PROMPT ▸ Consider the entries below. Count the lines holding the string "Delays" and state the number only.

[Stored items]
---
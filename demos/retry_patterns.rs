//! Retry Patterns Example
//!
//! Demonstrates the retry driver against simulated flaky services:
//! - Basic retry with exponential backoff
//! - Comparing delay strategies
//! - Permanent errors that stop retrying at once
//! - Observing retries with a notify callback
//! - Timeouts and caller cancellation
//! - Recovering the last operation error from a retry error

use std::sync::atomic::{AtomicU32, Ordering};
use std::time::Duration;

use backstep::prelude::*;
use backstep::retry::{
    as_retry_error, exponential, max_retries, run_n, truncated_exponential, Constant,
    DelayStreamExt, Delays,
};

#[derive(Debug, Clone, PartialEq)]
enum HttpError {
    ServerError(u16),
    ClientError(u16),
}

impl std::fmt::Display for HttpError {
    fn fmt(&self, f: &mut std::fmt::Formatter<'_>) -> std::fmt::Result {
        match self {
            HttpError::ServerError(code) => write!(f, "server error {}", code),
            HttpError::ClientError(code) => write!(f, "client error {}", code),
        }
    }
}

impl std::error::Error for HttpError {}

// ==================== Basic Retry ====================

/// Example 1: Basic retry with exponential backoff
async fn example_basic_retry() {
    println!("\n=== Example 1: Basic Retry ===");

    let attempts = AtomicU32::new(0);
    let result = run_n(
        &Context::new(),
        exponential(Duration::from_millis(100), 2.0, 0.1),
        |_ctx| {
            let n = attempts.fetch_add(1, Ordering::SeqCst) + 1;
            println!("  Attempt {}", n);
            async move {
                if n < 3 {
                    Err(Failure::Transient(HttpError::ServerError(503)))
                } else {
                    Ok("success!")
                }
            }
        },
        5,
        RetryOptions::new(),
    )
    .await;

    match result {
        Ok(value) => println!(
            "Success after {} attempts: {}",
            attempts.load(Ordering::SeqCst),
            value
        ),
        Err(e) => println!("Failed: {}", e),
    }
}

// ==================== Delay Strategies ====================

/// Example 2: Comparing delay strategies
async fn example_delay_strategies() {
    println!("\n=== Example 2: Delay Strategies ===");

    let constant = max_retries(5, Constant::new(Duration::from_millis(100)));
    println!("Constant:    {:?}", constant.stream().until_stop().collect::<Vec<_>>());

    let explicit = Delays::new([
        Duration::from_millis(10),
        Duration::from_millis(50),
        Duration::from_millis(250),
    ]);
    println!("Explicit:    {:?}", explicit.stream().until_stop().collect::<Vec<_>>());

    let exp = max_retries(6, exponential(Duration::from_millis(100), 2.0, 0.0));
    println!("Exponential: {:?}", exp.stream().until_stop().collect::<Vec<_>>());

    let capped = max_retries(
        6,
        truncated_exponential(Duration::from_millis(100), 2.0, 0.0, Duration::from_millis(500)),
    );
    println!("Truncated:   {:?}", capped.stream().until_stop().collect::<Vec<_>>());

    let jittered = max_retries(6, exponential(Duration::from_millis(100), 2.0, 0.5));
    println!("Jittered:    {:?}", jittered.stream().until_stop().collect::<Vec<_>>());
}

// ==================== Permanent Errors ====================

/// Example 3: Client errors are permanent and never retried
async fn example_permanent_errors() {
    println!("\n=== Example 3: Permanent Errors ===");

    let attempts = AtomicU32::new(0);
    let result: Result<&str, _> = run(
        &Context::new(),
        Constant::new(Duration::from_millis(50)),
        |_ctx| {
            attempts.fetch_add(1, Ordering::SeqCst);
            async { Err(permanent(HttpError::ClientError(400))) }
        },
        RetryOptions::new().with_max_retries(5),
    )
    .await;

    match result {
        Err(Error::Permanent(e)) => println!("Gave up at once: {}", e),
        other => println!("Unexpected: {:?}", other),
    }
    println!("Total attempts: {}", attempts.load(Ordering::SeqCst));
}

// ==================== Notify ====================

/// Example 4: Observing retries with a notify callback
async fn example_notify() {
    println!("\n=== Example 4: Notify ===");

    let attempts = AtomicU32::new(0);
    let result = run(
        &Context::new(),
        exponential(Duration::from_millis(20), 2.0, 0.0),
        |_ctx| {
            let n = attempts.fetch_add(1, Ordering::SeqCst) + 1;
            async move {
                if n < 4 {
                    Err(Failure::Transient(HttpError::ServerError(502)))
                } else {
                    Ok(n)
                }
            }
        },
        RetryOptions::new().with_notify(|err, delay, attempt, elapsed| {
            println!(
                "  attempt {} failed ({}), retrying in {:?} after {:?}",
                attempt, err, delay, elapsed
            );
        }),
    )
    .await;

    println!("Result: {:?}", result);
}

// ==================== Timeouts and Cancellation ====================

/// Example 5: A timeout bounds the whole call
async fn example_timeout() {
    println!("\n=== Example 5: Timeout ===");

    let result = run_unit(
        &Context::new(),
        Constant::new(Duration::from_millis(40)),
        |_ctx| async { Err(Failure::Transient(HttpError::ServerError(504))) },
        RetryOptions::new().with_timeout(Duration::from_millis(150)),
    )
    .await;

    if let Err(Error::Retry(e)) = &result {
        println!("Timed out after {} attempts: {}", e.retries(), e);
        println!("Context error: {:?}", e.context_error());
    }
}

/// Example 6: The caller cancels a running retry loop
async fn example_cancellation() {
    println!("\n=== Example 6: Cancellation ===");

    let ctx = Context::new();
    let canceller = ctx.clone();
    tokio::spawn(async move {
        tokio::time::sleep(Duration::from_millis(120)).await;
        println!("  cancelling");
        canceller.cancel();
    });

    let result = run_unit(
        &ctx,
        Constant::new(Duration::from_secs(10)),
        |_ctx| async { Err(Failure::Transient(HttpError::ServerError(503))) },
        RetryOptions::new(),
    )
    .await;

    println!("Result: {:?}", result.map_err(|e| e.to_string()));
}

// ==================== Error Recovery ====================

/// Example 7: Unwrapping the last operation error
async fn example_unwrap() {
    println!("\n=== Example 7: Unwrapping Errors ===");

    let result = run_unit(
        &Context::new(),
        Delays::new([Duration::from_millis(5); 2]),
        |_ctx| async { Err(Failure::Transient(HttpError::ServerError(500))) },
        RetryOptions::new(),
    )
    .await;

    let Err(err) = result else { return };
    let boxed: Box<dyn std::error::Error> = Box::new(err.clone());
    if let Some(retry) = as_retry_error::<HttpError>(boxed.as_ref()) {
        println!("Found retry error in chain after {} attempts", retry.retries());
    }

    match err.into_operation_error() {
        Ok(last) => println!("Last operation error: {}", last),
        Err(e) => println!("No operation error: {}", e),
    }
}

#[tokio::main]
async fn main() {
    tracing_subscriber::fmt()
        .with_max_level(tracing::Level::DEBUG)
        .init();

    println!("======================================");
    println!("       Retry Patterns Example         ");
    println!("======================================");

    example_basic_retry().await;
    example_delay_strategies().await;
    example_permanent_errors().await;
    example_notify().await;
    example_timeout().await;
    example_cancellation().await;
    example_unwrap().await;

    println!("\n======================================");
    println!("           Examples Complete           ");
    println!("======================================");
}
---
YOUR RESPONSE ▸ 3